YOUR OBJECTIVE
Below are records; report the number of lines among them that include the word "GraphCommand", and nothing further.
Segment Start: PROVIDED DATA
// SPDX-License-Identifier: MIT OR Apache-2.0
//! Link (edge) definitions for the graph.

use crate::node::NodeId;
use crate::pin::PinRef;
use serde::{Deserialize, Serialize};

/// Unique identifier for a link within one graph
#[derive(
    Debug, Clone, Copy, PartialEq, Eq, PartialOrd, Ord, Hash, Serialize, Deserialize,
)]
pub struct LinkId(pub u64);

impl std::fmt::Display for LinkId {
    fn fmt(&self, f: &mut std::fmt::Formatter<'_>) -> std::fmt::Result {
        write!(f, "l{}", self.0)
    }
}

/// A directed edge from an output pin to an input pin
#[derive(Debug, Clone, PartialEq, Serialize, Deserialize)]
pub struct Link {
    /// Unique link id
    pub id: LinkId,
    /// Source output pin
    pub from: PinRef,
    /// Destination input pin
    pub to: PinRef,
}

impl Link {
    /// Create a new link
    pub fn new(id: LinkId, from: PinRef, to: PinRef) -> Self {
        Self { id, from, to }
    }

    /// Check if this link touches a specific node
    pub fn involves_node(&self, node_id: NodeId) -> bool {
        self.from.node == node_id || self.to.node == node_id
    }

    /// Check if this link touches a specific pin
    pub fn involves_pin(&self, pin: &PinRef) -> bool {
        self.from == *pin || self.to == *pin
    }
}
Segment End: PROVIDED DATA
Segment Start: PROVIDED DATA
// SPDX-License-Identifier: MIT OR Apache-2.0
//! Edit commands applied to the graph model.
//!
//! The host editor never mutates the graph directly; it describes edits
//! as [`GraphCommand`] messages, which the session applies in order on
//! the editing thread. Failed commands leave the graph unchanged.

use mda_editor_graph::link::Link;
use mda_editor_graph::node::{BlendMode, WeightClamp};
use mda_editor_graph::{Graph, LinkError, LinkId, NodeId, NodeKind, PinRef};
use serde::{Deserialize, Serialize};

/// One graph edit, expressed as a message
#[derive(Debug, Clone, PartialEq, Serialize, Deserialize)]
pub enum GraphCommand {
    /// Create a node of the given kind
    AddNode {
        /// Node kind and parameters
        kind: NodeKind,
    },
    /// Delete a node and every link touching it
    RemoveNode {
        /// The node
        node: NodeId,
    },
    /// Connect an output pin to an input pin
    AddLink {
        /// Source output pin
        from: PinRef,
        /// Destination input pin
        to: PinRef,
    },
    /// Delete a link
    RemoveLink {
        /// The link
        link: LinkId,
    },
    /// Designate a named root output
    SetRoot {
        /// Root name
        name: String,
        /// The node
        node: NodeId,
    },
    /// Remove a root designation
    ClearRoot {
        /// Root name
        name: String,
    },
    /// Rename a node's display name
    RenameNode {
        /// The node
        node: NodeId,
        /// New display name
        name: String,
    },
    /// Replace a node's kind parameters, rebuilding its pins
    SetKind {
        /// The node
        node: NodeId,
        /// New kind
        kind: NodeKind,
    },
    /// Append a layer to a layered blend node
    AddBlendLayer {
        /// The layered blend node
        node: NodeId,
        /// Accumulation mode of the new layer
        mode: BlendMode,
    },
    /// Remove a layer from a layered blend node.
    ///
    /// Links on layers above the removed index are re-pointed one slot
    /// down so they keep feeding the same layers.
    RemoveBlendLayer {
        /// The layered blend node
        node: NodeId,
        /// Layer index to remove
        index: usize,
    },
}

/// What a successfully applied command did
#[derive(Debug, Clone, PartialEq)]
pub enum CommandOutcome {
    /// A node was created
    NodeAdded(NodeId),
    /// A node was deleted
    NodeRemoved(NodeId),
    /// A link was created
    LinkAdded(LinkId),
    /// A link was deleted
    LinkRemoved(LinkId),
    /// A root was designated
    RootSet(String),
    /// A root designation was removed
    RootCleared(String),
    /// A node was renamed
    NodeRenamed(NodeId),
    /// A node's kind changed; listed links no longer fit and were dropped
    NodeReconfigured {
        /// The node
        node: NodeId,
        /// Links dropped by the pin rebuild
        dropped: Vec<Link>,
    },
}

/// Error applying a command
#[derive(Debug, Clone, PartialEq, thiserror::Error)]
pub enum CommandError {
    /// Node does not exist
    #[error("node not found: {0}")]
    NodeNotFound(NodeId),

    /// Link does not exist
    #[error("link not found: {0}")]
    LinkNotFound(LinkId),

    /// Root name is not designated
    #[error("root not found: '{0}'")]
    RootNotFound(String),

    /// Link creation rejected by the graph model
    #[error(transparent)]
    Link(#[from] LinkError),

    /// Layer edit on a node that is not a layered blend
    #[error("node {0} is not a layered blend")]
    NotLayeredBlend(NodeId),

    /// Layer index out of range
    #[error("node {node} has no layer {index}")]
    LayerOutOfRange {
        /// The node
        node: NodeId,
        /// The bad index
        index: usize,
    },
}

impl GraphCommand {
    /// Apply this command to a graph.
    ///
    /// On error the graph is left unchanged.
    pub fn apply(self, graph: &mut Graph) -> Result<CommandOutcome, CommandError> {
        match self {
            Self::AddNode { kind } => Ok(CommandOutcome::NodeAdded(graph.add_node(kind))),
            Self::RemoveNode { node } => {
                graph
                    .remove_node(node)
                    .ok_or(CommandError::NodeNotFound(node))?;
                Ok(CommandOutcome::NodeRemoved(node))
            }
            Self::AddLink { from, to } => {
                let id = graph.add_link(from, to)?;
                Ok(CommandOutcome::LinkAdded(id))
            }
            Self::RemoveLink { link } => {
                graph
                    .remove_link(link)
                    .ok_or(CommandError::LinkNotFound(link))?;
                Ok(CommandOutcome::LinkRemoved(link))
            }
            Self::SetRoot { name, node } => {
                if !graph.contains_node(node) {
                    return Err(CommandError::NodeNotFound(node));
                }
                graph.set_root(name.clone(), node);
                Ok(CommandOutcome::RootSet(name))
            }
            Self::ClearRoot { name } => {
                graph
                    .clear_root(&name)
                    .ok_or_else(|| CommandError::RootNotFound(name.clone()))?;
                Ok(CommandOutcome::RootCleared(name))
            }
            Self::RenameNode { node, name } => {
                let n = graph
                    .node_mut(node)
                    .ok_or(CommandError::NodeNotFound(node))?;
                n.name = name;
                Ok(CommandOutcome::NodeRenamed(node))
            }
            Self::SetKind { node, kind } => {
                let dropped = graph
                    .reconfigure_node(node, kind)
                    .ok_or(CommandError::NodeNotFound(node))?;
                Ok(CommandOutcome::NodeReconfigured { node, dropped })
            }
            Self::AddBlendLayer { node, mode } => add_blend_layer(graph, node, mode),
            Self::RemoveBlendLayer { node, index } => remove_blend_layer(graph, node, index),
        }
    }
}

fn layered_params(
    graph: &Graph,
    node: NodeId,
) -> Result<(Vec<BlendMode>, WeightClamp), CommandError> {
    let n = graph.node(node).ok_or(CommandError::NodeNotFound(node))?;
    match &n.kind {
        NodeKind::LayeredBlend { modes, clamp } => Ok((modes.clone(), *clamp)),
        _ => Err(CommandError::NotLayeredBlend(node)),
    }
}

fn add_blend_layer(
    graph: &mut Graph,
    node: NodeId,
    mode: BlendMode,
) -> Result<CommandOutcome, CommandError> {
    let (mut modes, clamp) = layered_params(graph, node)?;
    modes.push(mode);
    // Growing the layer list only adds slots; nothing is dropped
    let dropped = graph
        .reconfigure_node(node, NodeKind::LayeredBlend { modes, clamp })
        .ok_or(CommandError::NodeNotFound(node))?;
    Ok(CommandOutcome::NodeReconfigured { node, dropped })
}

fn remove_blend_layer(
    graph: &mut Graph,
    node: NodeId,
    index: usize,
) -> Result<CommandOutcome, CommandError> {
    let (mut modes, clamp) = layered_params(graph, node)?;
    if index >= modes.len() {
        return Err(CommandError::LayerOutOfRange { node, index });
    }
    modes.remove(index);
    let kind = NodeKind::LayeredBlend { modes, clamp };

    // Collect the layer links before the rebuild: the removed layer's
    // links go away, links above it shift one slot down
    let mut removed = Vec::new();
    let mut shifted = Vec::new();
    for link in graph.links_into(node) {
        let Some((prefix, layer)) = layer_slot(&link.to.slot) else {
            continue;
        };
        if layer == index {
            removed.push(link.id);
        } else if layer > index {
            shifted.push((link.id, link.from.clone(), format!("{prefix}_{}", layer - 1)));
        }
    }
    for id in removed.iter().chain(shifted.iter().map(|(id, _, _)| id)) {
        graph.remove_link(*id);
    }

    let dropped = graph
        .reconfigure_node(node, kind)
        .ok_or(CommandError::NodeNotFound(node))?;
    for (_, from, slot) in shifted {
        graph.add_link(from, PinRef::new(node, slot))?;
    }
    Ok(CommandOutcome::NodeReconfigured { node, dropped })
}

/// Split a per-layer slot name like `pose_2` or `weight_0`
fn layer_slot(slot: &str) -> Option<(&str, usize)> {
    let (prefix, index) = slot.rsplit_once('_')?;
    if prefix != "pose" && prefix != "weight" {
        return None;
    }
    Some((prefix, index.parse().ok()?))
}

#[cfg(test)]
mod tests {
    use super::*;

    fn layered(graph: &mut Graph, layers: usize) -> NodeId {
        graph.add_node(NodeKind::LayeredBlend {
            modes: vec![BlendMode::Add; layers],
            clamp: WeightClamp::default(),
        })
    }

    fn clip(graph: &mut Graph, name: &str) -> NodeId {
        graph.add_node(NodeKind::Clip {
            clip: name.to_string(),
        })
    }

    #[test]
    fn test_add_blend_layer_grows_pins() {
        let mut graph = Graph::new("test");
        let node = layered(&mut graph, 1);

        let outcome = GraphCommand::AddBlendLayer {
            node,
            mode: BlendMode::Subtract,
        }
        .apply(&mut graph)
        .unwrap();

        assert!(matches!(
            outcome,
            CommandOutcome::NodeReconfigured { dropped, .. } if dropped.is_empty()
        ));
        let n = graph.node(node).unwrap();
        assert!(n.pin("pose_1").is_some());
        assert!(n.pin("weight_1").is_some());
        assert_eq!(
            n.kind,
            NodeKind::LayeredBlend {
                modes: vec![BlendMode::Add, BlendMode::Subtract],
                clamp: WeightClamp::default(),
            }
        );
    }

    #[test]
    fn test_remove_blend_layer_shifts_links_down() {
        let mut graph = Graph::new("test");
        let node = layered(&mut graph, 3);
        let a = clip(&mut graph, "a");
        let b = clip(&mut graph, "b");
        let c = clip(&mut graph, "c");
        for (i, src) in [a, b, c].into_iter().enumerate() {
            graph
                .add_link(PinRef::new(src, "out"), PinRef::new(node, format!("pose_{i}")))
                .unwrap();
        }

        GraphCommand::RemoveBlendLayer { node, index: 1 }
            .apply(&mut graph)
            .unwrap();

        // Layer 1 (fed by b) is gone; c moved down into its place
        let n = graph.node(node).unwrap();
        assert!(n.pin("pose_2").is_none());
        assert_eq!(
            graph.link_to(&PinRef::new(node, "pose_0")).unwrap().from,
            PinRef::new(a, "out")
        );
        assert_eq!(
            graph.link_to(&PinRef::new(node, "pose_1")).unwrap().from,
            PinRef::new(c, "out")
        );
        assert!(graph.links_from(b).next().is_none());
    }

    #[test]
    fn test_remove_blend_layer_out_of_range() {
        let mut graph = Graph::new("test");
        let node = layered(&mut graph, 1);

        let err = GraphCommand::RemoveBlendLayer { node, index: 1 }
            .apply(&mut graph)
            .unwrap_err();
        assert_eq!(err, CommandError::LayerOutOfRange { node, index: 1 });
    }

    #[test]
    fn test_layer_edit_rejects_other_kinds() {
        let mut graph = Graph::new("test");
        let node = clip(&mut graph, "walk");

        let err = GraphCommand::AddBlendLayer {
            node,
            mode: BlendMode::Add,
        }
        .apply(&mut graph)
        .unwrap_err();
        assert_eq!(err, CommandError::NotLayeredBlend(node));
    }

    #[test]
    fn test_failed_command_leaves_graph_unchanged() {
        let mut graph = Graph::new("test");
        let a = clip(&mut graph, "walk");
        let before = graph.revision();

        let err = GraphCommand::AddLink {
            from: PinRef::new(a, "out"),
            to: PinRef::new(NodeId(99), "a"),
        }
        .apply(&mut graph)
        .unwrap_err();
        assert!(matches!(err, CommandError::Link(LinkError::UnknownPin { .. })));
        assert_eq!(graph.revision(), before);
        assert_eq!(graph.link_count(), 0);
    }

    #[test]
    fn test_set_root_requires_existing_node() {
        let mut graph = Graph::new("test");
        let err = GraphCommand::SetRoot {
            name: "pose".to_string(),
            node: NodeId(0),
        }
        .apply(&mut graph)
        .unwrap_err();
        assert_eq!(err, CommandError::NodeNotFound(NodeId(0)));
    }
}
Segment End: PROVIDED DATA
SOLUTION FOR THIS PROBLEM
9